Archaeology's TOP 10 DISCOVERIES
Archaeology|January/February 2022
DISCOVERIES

GOLDEN CITY

Luxor, Egypt

A settlement that was buried beneath the sand for thousands of years—and eluded archaeologists for centuries—is believed to be one of the largest ancient Egyptian cities ever unearthed. The site was discovered by a stroke of good luck when archaeologists began searching for the mortuary temple of the boy pharaoh Tutankhamun (r. ca. 1336–1327 b.c.) along the west bank of the Nile in Luxor. What they found instead was a well-preserved urban settlement filled with houses, streets, and walls, some of which still stand 10 feet tall. Hieroglyphic inscriptions indicate the city was called tehn Aten, or “dazzling” Aten, and that it was founded by Tutankhamun’s grandfather Amenhotep III (r. ca. 1390–1352 b.c.). “I call this the ‘Golden City’ because it dates to the reign of Amenhotep III, which was the golden age of ancient Egypt,” says project director Zahi Hawass.

Aten was Egypt’s main administrative and industrial center. The city’s remarkable state of preservation is providing researchers with an unprecedented view of life there more than 3,000 years ago. Although only about one-third of the site has been excavated thus far, archaeologists have uncovered houses containing everyday objects including ceramic vessels, children’s dolls, and limestone gaming pieces. They have also identified bakeries, kitchens, and other areas associated with food production, as well as a vessel containing more than 20 pounds of dried meat prepped by a butcher named Luwy. There are also workshops that produced mudbricks and decorative amulets, and a residential and administrative neighborhood that was encircled by distinctive zigzag walls. Scholars do not yet understand why Aten fell into decline, but it may have been abandoned when Amenhotep III’s son, Akhenaten (r. ca. 1349–1336 b.c.), moved the Egyptian capital from Luxor to Amarna, 250 miles away. —JASON URBANUS

WORLD’S FIRST ARTISTS

Quesang Hot Spring, Tibet

The world’s earliest rock art may have been made by two creative children who lived in Tibet between 226,000 and 169,000 years ago.
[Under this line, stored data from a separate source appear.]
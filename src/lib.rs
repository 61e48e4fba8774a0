//! Derived views for the venture deal-flow desk: profile completion, record
//! filtering, the investment pipeline board, market intelligence, secondary
//! trading, expert sessions and report rendering, all computed from an in-memory dataset.

pub mod config;
pub mod dataset;
pub mod filter;
pub mod format;
pub mod market;
pub mod models;
pub mod nav;
pub mod pipeline;
pub mod profile;
pub mod report;
pub mod sessions;
pub mod trading;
The young artists, probably either Neanderthals or members of the related Denisovan species, left a series of closely grouped handprints and footprints on an outcrop of a type of limestone called travertine. Travertine, which builds up around mineral springs, is initially soft enough to hold impressions. These can eventually harden after the spring changes course. Other ancient prints have been found preserved in travertine near the hot spring where the children’s prints were discovered, says Guangzhou University geologist and environmental archaeologist David Zhang. “The local people associate them with the Buddha,” he says, “but they were puzzled by these prints because they are so small.”
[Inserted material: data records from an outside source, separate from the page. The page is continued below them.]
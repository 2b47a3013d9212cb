use std::collections::BTreeMap;

use crate::competition::types::{
    Activity, ActivityKind, Participant, ParticipantScore, PointKind, PointRecord, ScoreInput,
    Team, TeamScore,
};
use crate::error::ScoringError;
use crate::scoring::engine::{score_activity, ScoreOutcome};
use crate::scoring::rules::ScoringRules;

/// Recompute every team's total from the full point record set.
///
/// Always from scratch: the sum of team-kind record points per team across
/// all activities. Every supplied team appears in the result, at zero when
/// it has no records, so a missing total is never ambiguous. Safe to
/// re-run at any time; there is deliberately no incremental variant.
pub fn recompute_team_totals(teams: &[Team], records: &[PointRecord]) -> BTreeMap<u32, i64> {
    let mut totals: BTreeMap<u32, i64> = teams.iter().map(|t| (t.id, 0)).collect();
    for record in records {
        if record.kind != PointKind::Team {
            continue;
        }
        if let Some(team_id) = record.team_id {
            if let Some(total) = totals.get_mut(&team_id) {
                *total += record.points;
            }
        }
    }
    totals
}

/// Re-score every completed activity under new rules.
///
/// Each activity's raw input is rebuilt from its stored records (raw
/// values, plus the recorded winner name for win/loss activities) and fed
/// back through the scorer, so the replacement records carry no residue of
/// the old rule values. Completed activities that somehow have no records
/// are absent from the result. The caller swaps in the new records per
/// activity, applies the fresh winner names, and then recomputes totals.
pub fn recompute_for_rule_change(
    activities: &[Activity],
    records: &[PointRecord],
    teams: &[Team],
    participants: &[Participant],
    new_rules: &ScoringRules,
) -> Result<BTreeMap<u32, ScoreOutcome>, ScoringError> {
    let mut outcomes = BTreeMap::new();
    for activity in activities.iter().filter(|a| a.completed) {
        let activity_records: Vec<&PointRecord> = records
            .iter()
            .filter(|r| r.activity_id == activity.id)
            .collect();
        if activity_records.is_empty() {
            continue;
        }
        let input = reconstruct_input(activity, &activity_records, teams)?;
        let outcome = score_activity(activity, &input, teams, participants, new_rules)?;
        outcomes.insert(activity.id, outcome);
    }
    Ok(outcomes)
}

/// Rebuild the raw input that produced an activity's records.
///
/// Individual activities keep their raw values on the individual-kind
/// records. Team activities are custom-scored when their records carry raw
/// values; otherwise they were win/loss saves and the stored winner name
/// is the authoritative selection (it is only ever written from the
/// explicit winner toggle, never derived, so it survives rule values that
/// make winner and loser points equal).
fn reconstruct_input(
    activity: &Activity,
    activity_records: &[&PointRecord],
    teams: &[Team],
) -> Result<ScoreInput, ScoringError> {
    match activity.kind {
        ActivityKind::Individual => {
            let mut scores = Vec::new();
            for record in activity_records
                .iter()
                .filter(|r| r.kind == PointKind::Individual)
            {
                let (Some(participant_id), Some(raw)) = (record.participant_id, record.raw_value)
                else {
                    return Err(ScoringError::UnrecoverableRecords(activity.name.clone()));
                };
                scores.push(ParticipantScore {
                    participant_id,
                    raw,
                });
            }
            if scores.is_empty() {
                return Err(ScoringError::UnrecoverableRecords(activity.name.clone()));
            }
            Ok(ScoreInput::Individual(scores))
        }
        ActivityKind::Team => {
            if activity_records.iter().all(|r| r.raw_value.is_some()) {
                let scores = activity_records
                    .iter()
                    .map(|record| {
                        record
                            .team_id
                            .map(|team_id| TeamScore {
                                team_id,
                                raw: record.raw_value.unwrap_or_default(),
                            })
                            .ok_or_else(|| {
                                ScoringError::UnrecoverableRecords(activity.name.clone())
                            })
                    })
                    .collect::<Result<Vec<_>, _>>()?;
                Ok(ScoreInput::TeamTotals(scores))
            } else {
                let winner = activity
                    .winner_name
                    .as_deref()
                    .and_then(|name| teams.iter().find(|t| t.name.eq_ignore_ascii_case(name)))
                    .ok_or_else(|| ScoringError::UnrecoverableRecords(activity.name.clone()))?;
                Ok(ScoreInput::WinLoss {
                    winning_team: Some(winner.id),
                })
            }
        }
    }
}

#[cfg(test)]
mod tests {
    use super::*;

    fn two_teams() -> Vec<Team> {
        vec![
            Team {
                id: 1,
                name: "Red Rockets".to_string(),
                captain: "Alice".to_string(),
                total_score: 0,
            },
            Team {
                id: 2,
                name: "Blue Comets".to_string(),
                captain: "Dana".to_string(),
                total_score: 0,
            },
        ]
    }

    fn four_participants() -> Vec<Participant> {
        vec![
            Participant {
                id: 10,
                name: "Alice".to_string(),
                team_id: 1,
            },
            Participant {
                id: 11,
                name: "Ben".to_string(),
                team_id: 1,
            },
            Participant {
                id: 12,
                name: "Dana".to_string(),
                team_id: 2,
            },
            Participant {
                id: 13,
                name: "Eli".to_string(),
                team_id: 2,
            },
        ]
    }

    fn team_record(activity_id: u32, team_id: u32, points: i64) -> PointRecord {
        PointRecord {
            activity_id,
            team_id: Some(team_id),
            participant_id: None,
            raw_value: None,
            points,
            kind: PointKind::Team,
        }
    }

    fn completed_activity(id: u32, kind: ActivityKind, winner: Option<&str>) -> Activity {
        Activity {
            id,
            name: format!("Activity {}", id),
            kind,
            unit: None,
            completed: true,
            winner_name: winner.map(str::to_string),
        }
    }

    #[test]
    fn test_totals_sum_across_activities() {
        let records = vec![
            team_record(100, 1, 50),
            team_record(100, 2, 0),
            team_record(200, 1, 15),
            team_record(200, 2, 65),
        ];
        let totals = recompute_team_totals(&two_teams(), &records);
        assert_eq!(totals[&1], 65);
        assert_eq!(totals[&2], 65);
    }

    #[test]
    fn test_totals_include_teams_without_records() {
        let records = vec![team_record(100, 1, 50)];
        let totals = recompute_team_totals(&two_teams(), &records);
        assert_eq!(totals[&1], 50);
        assert_eq!(totals[&2], 0);
    }

    #[test]
    fn test_totals_ignore_individual_records() {
        let mut records = vec![team_record(100, 1, 10)];
        records.push(PointRecord {
            activity_id: 100,
            team_id: Some(1),
            participant_id: Some(10),
            raw_value: Some(20.0),
            points: 999,
            kind: PointKind::Individual,
        });
        let totals = recompute_team_totals(&two_teams(), &records);
        assert_eq!(totals[&1], 10);
    }

    #[test]
    fn test_totals_match_engine_output() {
        let teams = two_teams();
        let participants = four_participants();
        let activity = completed_activity(200, ActivityKind::Individual, None);
        let input = ScoreInput::Individual(vec![
            ParticipantScore {
                participant_id: 10,
                raw: 20.0,
            },
            ParticipantScore {
                participant_id: 12,
                raw: 10.0,
            },
        ]);
        let outcome =
            score_activity(&activity, &input, &teams, &participants, &ScoringRules::default())
                .unwrap();

        let totals = recompute_team_totals(&teams, &outcome.records);
        let summed: i64 = outcome
            .records
            .iter()
            .filter(|r| r.kind == PointKind::Team)
            .map(|r| r.points)
            .sum();
        assert_eq!(totals.values().sum::<i64>(), summed);
    }

    #[test]
    fn test_rule_change_rescores_individual_activity() {
        let teams = two_teams();
        let participants = four_participants();
        let activity = completed_activity(200, ActivityKind::Individual, None);
        let input = ScoreInput::Individual(vec![
            ParticipantScore {
                participant_id: 10,
                raw: 20.0,
            },
            ParticipantScore {
                participant_id: 11,
                raw: 15.0,
            },
            ParticipantScore {
                participant_id: 12,
                raw: 10.0,
            },
            ParticipantScore {
                participant_id: 13,
                raw: 5.0,
            },
        ]);
        let outcome =
            score_activity(&activity, &input, &teams, &participants, &ScoringRules::default())
                .unwrap();

        // Raise first_place from 10 to 20; A's team points go 65 -> 75.
        let new_rules = ScoringRules {
            first_place: 20,
            ..ScoringRules::default()
        };
        let outcomes = recompute_for_rule_change(
            &[activity],
            &outcome.records,
            &teams,
            &participants,
            &new_rules,
        )
        .unwrap();

        let rescored = &outcomes[&200];
        let team_points: Vec<i64> = rescored
            .records
            .iter()
            .filter(|r| r.kind == PointKind::Team)
            .map(|r| r.points)
            .collect();
        assert!(team_points.contains(&75));
        assert!(!team_points.contains(&65));

        let totals = recompute_team_totals(&teams, &rescored.records);
        assert_eq!(totals[&1], 75);
        assert_eq!(totals[&2], -5);
    }

    #[test]
    fn test_rule_change_rescores_win_loss_from_winner_name() {
        let teams = two_teams();
        let activity = completed_activity(100, ActivityKind::Team, Some("Blue Comets"));
        let records = vec![team_record(100, 1, 0), team_record(100, 2, 50)];

        let new_rules = ScoringRules {
            team_win: 100,
            team_loss: -10,
            ..ScoringRules::default()
        };
        let outcomes =
            recompute_for_rule_change(&[activity], &records, &teams, &[], &new_rules).unwrap();

        let rescored = &outcomes[&100];
        assert_eq!(rescored.winner_name.as_deref(), Some("Blue Comets"));
        let blue = rescored
            .records
            .iter()
            .find(|r| r.team_id == Some(2))
            .unwrap();
        let red = rescored
            .records
            .iter()
            .find(|r| r.team_id == Some(1))
            .unwrap();
        assert_eq!(blue.points, 100);
        assert_eq!(red.points, -10);
    }

    #[test]
    fn test_rule_change_leaves_custom_scores_alone() {
        let teams = two_teams();
        let activity = completed_activity(100, ActivityKind::Team, Some("Red Rockets"));
        let records = vec![
            PointRecord {
                raw_value: Some(12.0),
                ..team_record(100, 1, 12)
            },
            PointRecord {
                raw_value: Some(8.0),
                ..team_record(100, 2, 8)
            },
        ];

        let new_rules = ScoringRules {
            team_win: 500,
            ..ScoringRules::default()
        };
        let outcomes =
            recompute_for_rule_change(&[activity], &records, &teams, &[], &new_rules).unwrap();

        // Custom scores pass raw values through; rules do not touch them.
        let rescored = &outcomes[&100];
        let points: Vec<i64> = rescored.records.iter().map(|r| r.points).collect();
        assert_eq!(points, vec![12, 8]);
    }

    #[test]
    fn test_rule_change_skips_incomplete_activities() {
        let teams = two_teams();
        let mut activity = completed_activity(100, ActivityKind::Team, None);
        activity.completed = false;

        let outcomes = recompute_for_rule_change(
            &[activity],
            &[],
            &teams,
            &[],
            &ScoringRules::default(),
        )
        .unwrap();
        assert!(outcomes.is_empty());
    }

    #[test]
    fn test_rule_change_unrecoverable_win_loss_without_winner() {
        let teams = two_teams();
        // Completed win/loss records but the winner name is gone.
        let activity = completed_activity(100, ActivityKind::Team, None);
        let records = vec![team_record(100, 1, 50), team_record(100, 2, 0)];

        let err = recompute_for_rule_change(
            &[activity],
            &records,
            &teams,
            &[],
            &ScoringRules::default(),
        )
        .unwrap_err();
        assert!(matches!(err, ScoringError::UnrecoverableRecords(_)));
        assert!(err.is_inconsistent_state());
    }
}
Zhang and his colleagues used uranium series dating, which examines trace amounts of uranium and thorium in calcium carbonate deposits such as travertine, to determine when the prints were left on the outcropping’s surface. Since uranium decays to thorium at a known rate, the researchers were able to calculate the age of the travertine from the ratio of the two elements. “I was shocked by the date,” says Zhang. “They are so early and there is no utilitarian explanation for how they are grouped together. They had to have been deliberately composed.” Zhang acknowledges that some might consider the prints childish doodles rather than true art. “What is play and what is art?” he asks. “We think these prints are both.” —ERIC A. POWELL

EARLIEST LEATHERWORKERS

Contrebandiers Cave, Morocco

While sorting through some 12,000 bone fragments excavated from Contrebandiers Cave near the Atlantic coast of Morocco, archaeologist Emily Hallett of the Max Planck Institute for the Science of Human History noticed that some were smooth and shiny, as if they had been intentionally shaped by human hands. Upon consultation with colleagues, she determined that 62 of the fragments are bone tools dating to between 120,000 and 90,000 years ago. These include a number of tools made from animal rib bones of a type well known for its use in fur and leatherworking. “Once you have an animal skin, there are a lot of steps that have to be taken to process it so it’s supple, smooth, and ready to wear,” says Hallett. “These tools remove the connective tissues and fats from the skin without piercing and damaging it.”